実験の失敗、これが致命的であった。成功するのが遅かったせいで、招いてしまった。


彼らに、見せてしまった。今の地球の姿を、無慈悲に刈り取る無人兵器の存在を。



「我々が刈り取られても、此処に灯された希望の光は必ずや次の世代へ受け継がれていくでしょう。

ありがとう、本当に――ありがとう」



 人は、変わらない。そんなに簡単には、変わらない。希望を見せたところで、絶望が深ければ偽りでしかない。

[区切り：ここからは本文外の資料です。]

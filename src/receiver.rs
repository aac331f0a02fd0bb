//! Inbound message receivers.
//!
//! A [`MessageReceiver`] is the listener a connector creates for one
//! inbound endpoint. It owns the receiver's lifecycle, its connected flag
//! and the cluster rule deciding whether this node may consume at all; the
//! transport-specific work is supplied by a [`ReceiverHooks`]
//! implementation. [`PollingMessageReceiver`] is the stock hooks
//! implementation for transports that have to be polled.

mod hooks;
mod polling;
mod schedule;

pub use hooks::ReceiverHooks;
pub use polling::{PollingMessageReceiver, Poller};

use std::fmt;
use std::sync::atomic::{AtomicBool, Ordering};
use std::sync::{Arc, Mutex, Weak};

use log::{debug, info, warn};
use tokio::task::AbortHandle;

use crate::connector::{Connector, ConnectorInner};
use crate::context::{ConnectionAction, ConnectionNotification, FlowConstruct, RuntimeContext};
use crate::endpoint::Endpoint;
use crate::error::{BoxError, Connectable, ConnectorError, ConnectorResult, LockResultExt};
use crate::lifecycle::{LifecycleManager, LifecycleState};
use crate::message::Message;

pub(crate) const LOG_TARGET: &str = "connector_runtime::receiver";

/// Listener bound to one inbound endpoint on behalf of one flow.
pub struct MessageReceiver {
    key: String,
    endpoint: Endpoint,
    flow: Arc<dyn FlowConstruct>,
    connector: Weak<ConnectorInner>,
    connector_name: String,
    runtime: Arc<RuntimeContext>,
    hooks: Arc<dyn ReceiverHooks>,
    lifecycle: LifecycleManager,
    connected: AtomicBool,
    /// Task waiting for this node to become cluster primary
    primary_listener: Mutex<Option<AbortHandle>>,
}

impl fmt::Debug for MessageReceiver {
    fn fmt(&self, f: &mut fmt::Formatter<'_>) -> fmt::Result {
        f.debug_struct("MessageReceiver")
            .field("key", &self.key)
            .field("endpoint", &self.endpoint.uri().as_str())
            .field("flow", &self.flow.name())
            .field("state", &self.state())
            .field("connected", &self.is_connected())
            .finish()
    }
}

impl MessageReceiver {
    pub(crate) fn new(
        connector: &Connector,
        key: String,
        flow: Arc<dyn FlowConstruct>,
        endpoint: Endpoint,
        hooks: Arc<dyn ReceiverHooks>,
    ) -> Arc<Self> {
        let component = format!("{}/{}", connector.name(), key);
        Arc::new(Self {
            key,
            endpoint,
            flow,
            connector: connector.downgrade(),
            connector_name: connector.name().to_string(),
            runtime: Arc::clone(connector.runtime()),
            hooks,
            lifecycle: LifecycleManager::new(component),
            connected: AtomicBool::new(false),
            primary_listener: Mutex::new(None),
        })
    }

    /// Key the owning connector registered this receiver under.
    pub fn key(&self) -> &str {
        &self.key
    }

    pub fn endpoint(&self) -> &Endpoint {
        &self.endpoint
    }

    pub fn flow(&self) -> &Arc<dyn FlowConstruct> {
        &self.flow
    }

    pub fn runtime(&self) -> &Arc<RuntimeContext> {
        &self.runtime
    }

    /// `connector/key`, as used in notifications and log lines.
    pub fn resource_id(&self) -> &str {
        self.lifecycle.component()
    }

    /// Owning connector, unless it has already been dropped.
    pub fn connector(&self) -> ConnectorResult<Connector> {
        Connector::from_weak(&self.connector).ok_or_else(|| {
            ConnectorError::lifecycle(
                self.resource_id(),
                format!("connector {} is no longer available", self.connector_name),
            )
        })
    }

    pub fn state(&self) -> LifecycleState {
        self.lifecycle.state()
    }

    pub fn is_connected(&self) -> bool {
        self.connected.load(Ordering::Acquire)
    }

    /// True only in the `Started` state; a stopping receiver is not started.
    pub fn is_started(&self) -> bool {
        self.state().is_started()
    }

    /// Whether this node may connect and consume for this receiver.
    pub fn allowed_on_this_node(&self) -> bool {
        self.hooks.should_consume_in_every_node() || self.runtime.is_primary()
    }

    pub async fn initialise(self: &Arc<Self>) -> ConnectorResult<()> {
        self.lifecycle
            .fire_initialise_phase(|| async {
                self.hooks.do_initialise(self).await.map_err(|e| {
                    ConnectorError::lifecycle_with_source(self.resource_id(), "initialise failed", e)
                })?;
                if !self.hooks.should_consume_in_every_node() {
                    self.listen_for_primary();
                }
                Ok(())
            })
            .await
            .map_err(|e| {
                if e.is_illegal_transition() {
                    e
                } else {
                    ConnectorError::initialisation(self.resource_id(), e)
                }
            })
    }

    pub async fn connect(self: &Arc<Self>) -> ConnectorResult<()> {
        if self.is_connected() {
            return Ok(());
        }
        if self.state().is_disposed() {
            return Err(ConnectorError::lifecycle(
                self.resource_id(),
                "cannot connect a disposed receiver",
            ));
        }

        if self.allowed_on_this_node() {
            if let Err(e) = self.hooks.do_connect(self).await {
                self.notify(ConnectionAction::ConnectFailed);
                return Err(ConnectorError::connect(
                    Connectable::Receiver(self.key.clone()),
                    format!("receiver for {} could not connect", self.endpoint.uri()),
                    Some(e),
                ));
            }
        } else {
            debug!(
                target: LOG_TARGET,
                "{} is not primary; deferring transport connect",
                self.resource_id()
            );
        }

        self.connected.store(true, Ordering::Release);
        self.notify(ConnectionAction::Connected);
        Ok(())
    }

    pub async fn disconnect(self: &Arc<Self>) -> ConnectorResult<()> {
        if !self.is_connected() {
            return Ok(());
        }

        let result = self.hooks.do_disconnect(self).await;
        self.connected.store(false, Ordering::Release);
        self.notify(ConnectionAction::Disconnected);

        result.map_err(|e| {
            ConnectorError::lifecycle_with_source(self.resource_id(), "disconnect failed", e)
        })
    }

    /// Start consuming, connecting first if needed.
    pub async fn start(self: &Arc<Self>) -> ConnectorResult<()> {
        let state = self.state();
        if state.is_started() || state.is_starting() {
            return Ok(());
        }
        if !self.is_connected() {
            self.connect().await?;
        }

        self.lifecycle
            .fire_start_phase(|| async {
                if !self.allowed_on_this_node() {
                    debug!(
                        target: LOG_TARGET,
                        "{} is not primary; deferring transport start",
                        self.resource_id()
                    );
                    return Ok(());
                }
                self.hooks.do_start(self).await.map_err(|e| {
                    ConnectorError::lifecycle_with_source(self.resource_id(), "start failed", e)
                })
            })
            .await
    }

    /// Stop consuming. The receiver stays connected.
    pub async fn stop(self: &Arc<Self>) -> ConnectorResult<()> {
        self.lifecycle
            .fire_stop_phase(|| async {
                self.hooks.do_stop(self).await.map_err(|e| {
                    ConnectorError::lifecycle_with_source(self.resource_id(), "stop failed", e)
                })
            })
            .await
    }

    /// Stop, disconnect and release the receiver. Stop and disconnect
    /// failures are logged; the dispose hook's failure is returned.
    pub async fn dispose(self: &Arc<Self>) -> ConnectorResult<()> {
        if let Err(e) = self.stop().await {
            warn!(target: LOG_TARGET, "Stopping {} failed during dispose: {}", self.resource_id(), e);
        }
        if let Err(e) = self.disconnect().await {
            warn!(
                target: LOG_TARGET,
                "Disconnecting {} failed during dispose: {}",
                self.resource_id(),
                e
            );
        }
        if let Some(listener) = self
            .primary_listener
            .lock()
            .recover_poison("MessageReceiver::dispose()")
            .take()
        {
            listener.abort();
        }

        self.lifecycle
            .fire_dispose_phase(|| async {
                self.hooks.do_dispose(self).await.map_err(|e| {
                    ConnectorError::lifecycle_with_source(self.resource_id(), "dispose failed", e)
                })
            })
            .await
    }

    /// Transport liveness check, run before retrying a failed connect.
    pub async fn validate_connection(self: &Arc<Self>) -> ConnectorResult<()> {
        self.hooks.validate_connection(self).await.map_err(|e| {
            ConnectorError::connect(
                Connectable::Receiver(self.key.clone()),
                "connection validation failed",
                Some(e),
            )
        })
    }

    /// Hand an inbound message to the flow.
    pub async fn route_message(&self, message: Message) -> ConnectorResult<Option<Message>> {
        self.flow.process(message).await
    }

    /// Report a failure that happened outside a flow call.
    pub fn handle_exception(&self, error: &ConnectorError) {
        self.flow.handle_exception(error);
    }

    fn notify(&self, action: ConnectionAction) {
        self.runtime.publish(ConnectionNotification {
            resource_id: self.resource_id().to_string(),
            action,
        });
    }

    fn listen_for_primary(self: &Arc<Self>) {
        let receiver = Arc::downgrade(self);
        let mut primary = self.runtime.subscribe_primary();

        let task = tokio::spawn(async move {
            while primary.changed().await.is_ok() {
                let is_primary = *primary.borrow_and_update();
                if !is_primary {
                    continue;
                }
                let Some(receiver) = receiver.upgrade() else {
                    return;
                };
                receiver.on_promoted_to_primary().await;
            }
        });

        let previous = self
            .primary_listener
            .lock()
            .recover_poison("MessageReceiver::listen_for_primary()")
            .replace(task.abort_handle());
        if let Some(previous) = previous {
            previous.abort();
        }
    }

    async fn on_promoted_to_primary(self: &Arc<Self>) {
        if !self.is_started() {
            return;
        }
        info!(
            target: LOG_TARGET,
            "Node became primary; starting {}",
            self.resource_id()
        );

        let result: Result<(), BoxError> = async {
            self.hooks.do_connect(self).await?;
            self.hooks.do_start(self).await
        }
        .await;

        if let Err(e) = result {
            self.handle_exception(&ConnectorError::lifecycle_with_source(
                self.resource_id(),
                "start after primary promotion failed",
                e,
            ));
        }
    }
}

星の人々は本当に、喜んでいる。世界が変わって、新しい命が生み出されて、本当に喜んでいる。


これで安心して死ねると――喜んで、いる。


「ごめんなさい――ごめん、なさい」


 戦いは、まだ続く。本当の意味で救われるのは、全てをやり遂げた後なのだ。それまでは、決して安心はできない。

気休めさえも言えない自分に、パルフェは心から恥じた。膝をつき、泣き崩れて、頭を垂れた。


希望があっても、救いがあっても、奇跡を起こしても――変わろうとしない限り、人は変わらない。


だから神様は、人を救うのをやめたのかもしれない。